La marcia indietro di ieri è il segnale che ora sul mercato è Conte che fa e disfa, anche a costo di lasciare alla deriva uno dei migliori talenti della prossima generazione, pur di portare a casa gente dalla carta d’identità consunta ma che a suo giudizio offre garanzie per inseguire la vittoria sfuggitagli quest’anno. Probabile che la stessa sorte attenda anche Kumbulla, altro acquisto talmente quasi certo dopo mesi che ormai non ci crede più nessuno. Gli arrivi più che probabili di Vidal e Kolarov vanno in questa direzione, vedremo se arriverà Kante, Thomas o qualche altro centrocampista di primissima fascia in grado di dare la svolta al reparto più problematico della stagione da poco conclusa.
Non è un problema solo di mercato, ovvio, perché se arriva Kante gli interisti fanno 5 giorni di festa con i fuochi artificiali. E’ invece una questione che investe le prerogative della società. Da che mondo è mondo il tecnico presenta le sue richieste allo staff di mercato, il management valuta ed opera secondo criteri di opportunità economica e tecnica per mettergli a disposizione non tutto quello che era richiesto ma ciò che serve e ciò che è stato possibile reperire. Mourinho nell’estate del 2009 voleva in tutti modi Deco e Carvalho, gli arrivarono Lucio e Snejider, fece buon viso a cattiva sorte e tutti sappiamo come andò a finire. Dopo di che Moratti gli prese pure Quaresma, 24 milioni che ancora gridano vendetta, per togliere allo Special One la sete col prosciutto.
Conte dunque gode adesso di un potere di indirizzo sul mercato enorme, che nessun tecnico nerazzurro ha mai avuto. La scelta della società sarà stata sicuramente ben ponderata ma somiglia molto a quella di una trincea che sventola la bandiera della resa per salvare il salvabile. E con enormi responsabilità per tutti gli attori. Prima di tutto per Steven Zhang perché il pesce puzza dalla testa e perchè se Conte dovesse di nuovo sclerare dopo i primi passaggi a vuoto il primo responsabile sarebbe lui. In secondo luogo la società nel suo insieme che, decidendo di rinunciare a spazi di sovranità/discrezionalità a favore del tecnico, offre di sé un’immagine del tutto diversa dal format di decisionismo lucido, attento, prudente che i cinesi di Suning hanno costruito in questi anni.

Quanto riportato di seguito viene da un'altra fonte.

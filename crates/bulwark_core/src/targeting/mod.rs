//! Attack target selection.
//!
//! [`TargetSelector::best_attack_target`] filters the candidates a
//! [`TargetCache`] lists for a searcher, then either runs a weighted random
//! pick among targets it can shoot right now, or falls back to the closest
//! reachable target.
//!
//! The host answers sight, reachability and lookups through
//! [`TargetingWorld`].

mod cache;
mod finder;
mod memory;
mod pick;
mod score;

use bitflags::bitflags;
use serde::{Deserialize, Serialize};

use crate::components::{Combatant, EntityId};
use crate::error::Result;
use crate::factions::FactionId;
use crate::math::{fixed_serde, Cell, Fixed, Vec3Fixed};
use crate::pathfinding::TraverseParams;

pub use cache::TargetCache;
pub use finder::TargetSelector;
pub use memory::AttackMemory;
pub use pick::{pick_weights, weighted_pick};
pub use score::{friendly_fire_blast_offset, friendly_fire_cone_offset, score_target};

bitflags! {
    /// Requirements a target search imposes on candidates.
    #[derive(Debug, Clone, Copy, PartialEq, Eq, Hash, Default, Serialize, Deserialize)]
    #[serde(transparent)]
    pub struct TargetScanFlags: u16 {
        /// Pawns must be in sight.
        const NEED_LOS_TO_PAWNS                    = 1 << 0;
        /// Non-pawns must be in sight.
        const NEED_LOS_TO_NON_PAWNS                = 1 << 1;
        /// Everything must be in sight.
        const NEED_LOS_TO_ALL = Self::NEED_LOS_TO_PAWNS.bits() | Self::NEED_LOS_TO_NON_PAWNS.bits();
        /// Targets must be reachable on foot.
        const NEED_REACHABLE                       = 1 << 2;
        /// When nothing is hittable from here, the fallback must be reachable or hittable.
        const NEED_REACHABLE_IF_CANT_HIT_FROM_MY_POS = 1 << 3;
        /// Skip burning targets.
        const NEED_NON_BURNING                     = 1 << 4;
        /// Skip targets whose threat is disabled.
        const NEED_THREAT                          = 1 << 5;
        /// Only awake, active threats.
        const NEED_ACTIVE_THREAT                   = 1 << 6;
        /// Smoke blocks sight.
        const LOS_BLOCKABLE_BY_GAS                 = 1 << 7;
        /// Only targets open to automatic targeting.
        const NEED_AUTO_TARGETABLE                 = 1 << 8;
        /// Skip targets under a thick roof.
        const NEED_NOT_UNDER_THICK_ROOF            = 1 << 9;
        /// Ignore every non-combatant.
        const IGNORE_NON_COMBATANTS                = 1 << 10;
    }
}

/// Travel radius meaning "unbounded".
pub const UNBOUNDED_TRAVEL_RADIUS: Fixed = Fixed::const_from_int(9999);

/// Knobs for one target search.
#[derive(Debug, Clone, Copy, PartialEq, Eq, Serialize, Deserialize)]
#[serde(default)]
pub struct TargetSearchParams {
    /// Candidate requirements.
    pub flags: TargetScanFlags,
    /// Skip targets closer than this.
    #[serde(with = "fixed_serde")]
    pub min_dist: Fixed,
    /// Skip targets farther than this.
    #[serde(with = "fixed_serde")]
    pub max_dist: Fixed,
    /// Point the searcher must stay near; defaults to its position.
    pub locus: Option<Vec3Fixed>,
    /// How far from `locus` the searcher may travel.
    #[serde(with = "fixed_serde")]
    pub max_travel_radius: Fixed,
    /// Path through closed doors.
    pub can_bash_doors: bool,
    /// Accept targets inside the weapon's minimum range.
    pub can_take_targets_closer_than_min_range: bool,
    /// Path through fences.
    pub can_bash_fences: bool,
    /// Always use the ranged branch.
    pub only_ranged: bool,
}

impl Default for TargetSearchParams {
    fn default() -> Self {
        Self {
            flags: TargetScanFlags::empty(),
            min_dist: Fixed::ZERO,
            max_dist: UNBOUNDED_TRAVEL_RADIUS,
            locus: None,
            max_travel_radius: UNBOUNDED_TRAVEL_RADIUS,
            can_bash_doors: false,
            can_take_targets_closer_than_min_range: false,
            can_bash_fences: false,
            only_ranged: false,
        }
    }
}

impl TargetSearchParams {
    /// Builder method to set scan flags.
    #[must_use]
    pub const fn with_flags(mut self, flags: TargetScanFlags) -> Self {
        self.flags = flags;
        self
    }

    /// Builder method to set the maximum distance.
    #[must_use]
    pub const fn with_max_dist(mut self, max_dist: Fixed) -> Self {
        self.max_dist = max_dist;
        self
    }

    /// Movement allowances implied by the bash flags.
    #[must_use]
    pub const fn traverse(&self) -> TraverseParams {
        TraverseParams {
            can_bash_doors: self.can_bash_doors,
            can_bash_fences: self.can_bash_fences,
        }
    }
}

/// Caller-supplied extra check on candidates. An `Err` aborts the search.
pub type Validator<'v> = &'v dyn Fn(&Combatant) -> Result<bool>;

/// Host-side queries the target selector needs.
pub trait TargetingWorld {
    /// Current simulation tick.
    fn tick(&self) -> u64;

    /// Snapshot of an entity.
    fn combatant(&self, id: EntityId) -> Option<&Combatant>;

    /// Attackable entities occupying `cell`.
    fn attack_targets_at(&self, cell: Cell) -> Vec<&Combatant>;

    /// Whether `cell` is on the map.
    fn in_bounds(&self, cell: Cell) -> bool;

    /// Whether `a` is hostile to `b`.
    fn is_hostile(&self, a: EntityId, b: EntityId) -> bool;

    /// Whether `entity` is hostile to `faction`.
    fn is_hostile_to_faction(&self, entity: EntityId, faction: FactionId) -> bool;

    /// Sight line between two cells.
    fn line_of_sight(&self, from: Cell, to: Cell, skip_first_cell: bool, blockable_by_gas: bool) -> bool;

    /// Whether sight passes over `cell`.
    fn can_be_seen_over(&self, cell: Cell) -> bool;

    /// Whether `cell` is hidden by fog of war.
    fn is_fogged(&self, cell: Cell) -> bool;

    /// Whether `cell` is under a thick roof.
    fn has_thick_roof(&self, cell: Cell) -> bool;

    /// Whether a traverser may stand in `cell`.
    fn is_passable(&self, cell: Cell, traverse: TraverseParams) -> bool;

    /// Whether a traverser can get next to `to`, searching at most
    /// `max_regions` regions.
    fn can_reach(&self, from: Cell, to: Cell, traverse: TraverseParams, max_regions: Option<u32>) -> bool;

    /// Chance (0..1) that cover near the target blocks a shot from `shooter_cell`.
    fn cover_block_chance(&self, target_cell: Cell, shooter_cell: Cell) -> Fixed;
}

#[cfg(test)]
mod tests {
    use super::*;

    #[test]
    fn test_los_to_all_covers_both() {
        assert!(TargetScanFlags::NEED_LOS_TO_ALL.contains(TargetScanFlags::NEED_LOS_TO_PAWNS));
        assert!(TargetScanFlags::NEED_LOS_TO_ALL.contains(TargetScanFlags::NEED_LOS_TO_NON_PAWNS));
    }

    #[test]
    fn test_default_params_unbounded() {
        let params = TargetSearchParams::default();
        assert_eq!(params.max_travel_radius, UNBOUNDED_TRAVEL_RADIUS);
        assert_eq!(params.traverse(), TraverseParams::NORMAL);
    }

    #[test]
    fn test_params_from_ron() {
        let params: TargetSearchParams = ron::from_str("(only_ranged: true)").unwrap();
        assert!(params.only_ranged);
        assert_eq!(params.max_dist, UNBOUNDED_TRAVEL_RADIUS);
    }
}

Anche il mister si carica sulle spalle un fardello pesantissimo. Quest’anno nessuno gli aveva chiesto di vincere, c’è andato vicino per una somma di fattori probabilmente irripetibili (anche quelli negativi che potevano garantire all’Inter un successo inaspettato). Da queste ore è lui che si espone petto in fuori davanti ai tifosi ed alla critica, qui comando io, il mercato si fa come dico io. Preghi Iddio (se ne ha uno) oppure la dea della sua abilità che tutto vada come deve andare, perché in caso contrario sarebbe il primo ad essere lapidato, dalla stampa e dai tifosi.
In buona sostanza l’Inter lascia almeno in parte quanto seminato in questi anni sulla strada della costruzione di un gruppo manageriale forte e coeso per mettersi nelle mani dell’uomo solo al comando, strategia affascinante ma irta di insidie. Con un solo aspetto positivo: adesso è tutto chiaro, i tifosi e non solo loro sapranno con certezza di chi saranno i meriti (speriamo) o le colpe.